Dataset excerpts:
========

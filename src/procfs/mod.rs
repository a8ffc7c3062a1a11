//! Typed readers for the process information pseudo-filesystem (`/proc`).
//!
//! [`ProcParser`] exposes one read operation per statistic source and owns all
//! unit conversions:
//!
//! - `<pid>/stat` → [`ProcessStats`] (ticks → ns, pages → bytes)
//! - `<pid>/io` → the I/O fields of [`ProcessStats`]
//! - `<pid>/net/dev` → [`NetworkStats`], summed over tracked interfaces
//! - `stat` and `meminfo` → [`SystemStats`] (kB → bytes)
//! - `<pid>/status` → [`ProcUids`] and namespace PIDs
//! - `<pid>/cmdline`, `<pid>/fd/<fd>`
//!
//! Every file is opened, read and closed within a single call. Most readers
//! return an [`Error`] on the first anomaly; [`ProcParser::cmdline`] and
//! [`ProcParser::start_time_ticks`] instead fall back to an empty string and
//! `0`, since a process that exits mid-scan is expected there.
//!
//! The parsing logic itself lives in reader-based functions
//! (e.g. [`ProcessStats::from_stat_reader`]) that can be fed from any
//! [`std::io::BufRead`].

mod error;
mod net;
mod parser;
mod process;
mod status;
mod system;

use std::path::{Path, PathBuf};

pub use error::{Error, ErrorKind, Result};
pub use net::NetworkStats;
pub use parser::KeyValueStat;
pub use process::{ProcessStats, cmdline_from_bytes, start_time_ticks};
pub use status::{ProcUids, namespace_pids_from_status};
pub use system::SystemStats;

use crate::config::Config;
use crate::fsutil;

/// Reads statistics below a `/proc` mount.
///
/// The conversion parameters are fixed at construction; the parser holds no
/// other state and can be shared freely between threads.
#[derive(Debug, Clone, PartialEq, Eq)]
pub struct ProcParser {
    proc_base_path: PathBuf,
    ns_per_kernel_tick: u64,
    clock_realtime_offset_ns: u64,
    bytes_per_page: u64,
}

impl ProcParser {
    /// Creates a parser from a resolved [`Config`].
    pub fn new(config: &Config) -> Self {
        Self::with_params(
            config.proc_path(),
            config.ns_per_kernel_tick(),
            config.clock_realtime_offset_ns(),
            config.page_size(),
        )
    }

    /// Creates a parser from explicit conversion parameters.
    ///
    /// # Arguments
    ///
    /// * `proc_base_path` - Mount point of the process pseudo-filesystem, usually `/proc`.
    /// * `ns_per_kernel_tick` - `1e9 / ticks_per_second`.
    /// * `clock_realtime_offset_ns` - Wall clock time of boot, in ns since the epoch.
    /// * `bytes_per_page` - Page size in bytes.
    pub fn with_params(
        proc_base_path: impl Into<PathBuf>,
        ns_per_kernel_tick: u64,
        clock_realtime_offset_ns: u64,
        bytes_per_page: u64,
    ) -> Self {
        Self {
            proc_base_path: proc_base_path.into(),
            ns_per_kernel_tick,
            clock_realtime_offset_ns,
            bytes_per_page,
        }
    }

    pub fn proc_base_path(&self) -> &Path {
        &self.proc_base_path
    }

    pub fn ns_per_kernel_tick(&self) -> u64 {
        self.ns_per_kernel_tick
    }

    pub fn clock_realtime_offset_ns(&self) -> u64 {
        self.clock_realtime_offset_ns
    }

    pub fn bytes_per_page(&self) -> u64 {
        self.bytes_per_page
    }

    fn pid_path(&self, pid: u32) -> PathBuf {
        self.proc_base_path.join(pid.to_string())
    }

    /// Parses `<base>/<pid>/stat`.
    ///
    /// # Errors
    ///
    /// Fails if the file cannot be opened (e.g. the process exited) or if its
    /// content does not match the expected schema; see
    /// [`ProcessStats::from_stat_reader`].
    pub fn parse_process_stat(&self, pid: u32) -> Result<ProcessStats> {
        let path = self.pid_path(pid).join("stat");
        let mut buf = fsutil::open_file_reader(&path)?;
        ProcessStats::from_stat_reader(
            &mut buf,
            &path,
            self.ns_per_kernel_tick,
            self.bytes_per_page,
        )
    }

    /// Parses `<base>/<pid>/net/dev`, summing all interfaces that are not ignored.
    ///
    /// # Errors
    ///
    /// Fails if the file cannot be opened, an interface line is short, or a
    /// counter is not an integer. No partial sums are returned.
    pub fn parse_network_stats(&self, pid: u32) -> Result<NetworkStats> {
        let path = self.pid_path(pid).join("net/dev");
        let mut buf = fsutil::open_file_reader(&path)?;
        NetworkStats::from_reader(&mut buf, &path)
    }

    /// Fills the I/O fields of `out` from `<base>/<pid>/io`.
    ///
    /// Only `rchar`, `wchar`, `read_bytes` and `write_bytes` are touched.
    ///
    /// # Errors
    ///
    /// Fails if the file cannot be opened or a recognized value is not an integer.
    pub fn parse_process_io(&self, pid: u32, out: &mut ProcessStats) -> Result<()> {
        let path = self.pid_path(pid).join("io");
        let mut buf = fsutil::open_file_reader(&path)?;
        out.read_key_values(&mut buf, &path)
    }

    /// Fills the CPU fields of `out` from `<base>/stat`.
    ///
    /// # Errors
    ///
    /// Returns an error of kind [`ErrorKind::NotFound`] if the file has no
    /// aggregate `cpu` line, and [`ErrorKind::Internal`] for any other failure.
    pub fn parse_system_cpu(&self, out: &mut SystemStats) -> Result<()> {
        let path = self.proc_base_path.join("stat");
        let mut buf = fsutil::open_file_reader(&path)?;
        out.read_cpu(&mut buf, &path)
    }

    /// Fills the memory fields of `out` from `<base>/meminfo`, in bytes.
    ///
    /// # Errors
    ///
    /// Fails if the file cannot be opened or a recognized value is not an integer.
    pub fn parse_mem_info(&self, out: &mut SystemStats) -> Result<()> {
        let path = self.proc_base_path.join("meminfo");
        let mut buf = fsutil::open_file_reader(&path)?;
        out.read_key_values(&mut buf, &path)
    }

    /// Reads `stat` and `io` of a process into one record.
    pub fn read_process_stats(&self, pid: u32) -> Result<ProcessStats> {
        let mut stats = self.parse_process_stat(pid)?;
        self.parse_process_io(pid, &mut stats)?;
        Ok(stats)
    }

    /// Reads the CPU and memory sections of a whole-system snapshot.
    pub fn read_system_stats(&self) -> Result<SystemStats> {
        let mut stats = SystemStats::default();
        self.parse_system_cpu(&mut stats)?;
        self.parse_mem_info(&mut stats)?;
        Ok(stats)
    }

    /// Returns the command line of `pid` with arguments separated by spaces.
    ///
    /// An unreadable file yields an empty string: the process has exited or is
    /// not accessible.
    pub fn cmdline(&self, pid: u32) -> String {
        let path = self.pid_path(pid).join("cmdline");
        match std::fs::read(&path) {
            Ok(raw) => cmdline_from_bytes(&raw),
            Err(err) => {
                log::debug!("failed to read `{}`: {err}", path.display());
                String::new()
            }
        }
    }

    /// Returns the start time of `pid` in kernel ticks since boot, or `0` on any failure.
    pub fn start_time_ticks(&self, pid: u32) -> u64 {
        start_time_ticks(self.pid_path(pid))
    }

    /// Resolves the file descriptor link `<base>/<pid>/fd/<fd>`.
    ///
    /// # Errors
    ///
    /// Returns [`Error::ReadSymlink`] if the link cannot be read.
    pub fn read_fd_link(&self, pid: u32, fd: u32) -> Result<PathBuf> {
        let path = self.pid_path(pid).join("fd").join(fd.to_string());
        std::fs::read_link(&path).map_err(|source| Error::ReadSymlink { path, source })
    }

    /// Reads the real, effective, saved set and filesystem UIDs from `<base>/<pid>/status`.
    pub fn read_uids(&self, pid: u32) -> Result<ProcUids> {
        let path = self.pid_path(pid).join("status");
        let content = fsutil::read_to_string(&path)?;
        ProcUids::from_status(&content, &path)
    }

    /// Reads the chain of namespace-local PIDs from the `NStgid:` line of `<base>/<pid>/status`.
    pub fn read_namespace_pids(&self, pid: u32) -> Result<Vec<String>> {
        let path = self.pid_path(pid).join("status");
        let content = fsutil::read_to_string(&path)?;
        namespace_pids_from_status(&content, &path)
    }
}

========

From the records above, quote only the lines running from the line with "String::new()" to the line with "pub fn read_fd_link(&self, pid: u32, fd: u32)", both lines included.

                String::new()
            }
        }
    }

    /// Returns the start time of `pid` in kernel ticks since boot, or `0` on any failure.
    pub fn start_time_ticks(&self, pid: u32) -> u64 {
        start_time_ticks(self.pid_path(pid))
    }

    /// Resolves the file descriptor link `<base>/<pid>/fd/<fd>`.
    ///
    /// # Errors
    ///
    /// Returns [`Error::ReadSymlink`] if the link cannot be read.
    pub fn read_fd_link(&self, pid: u32, fd: u32) -> Result<PathBuf> {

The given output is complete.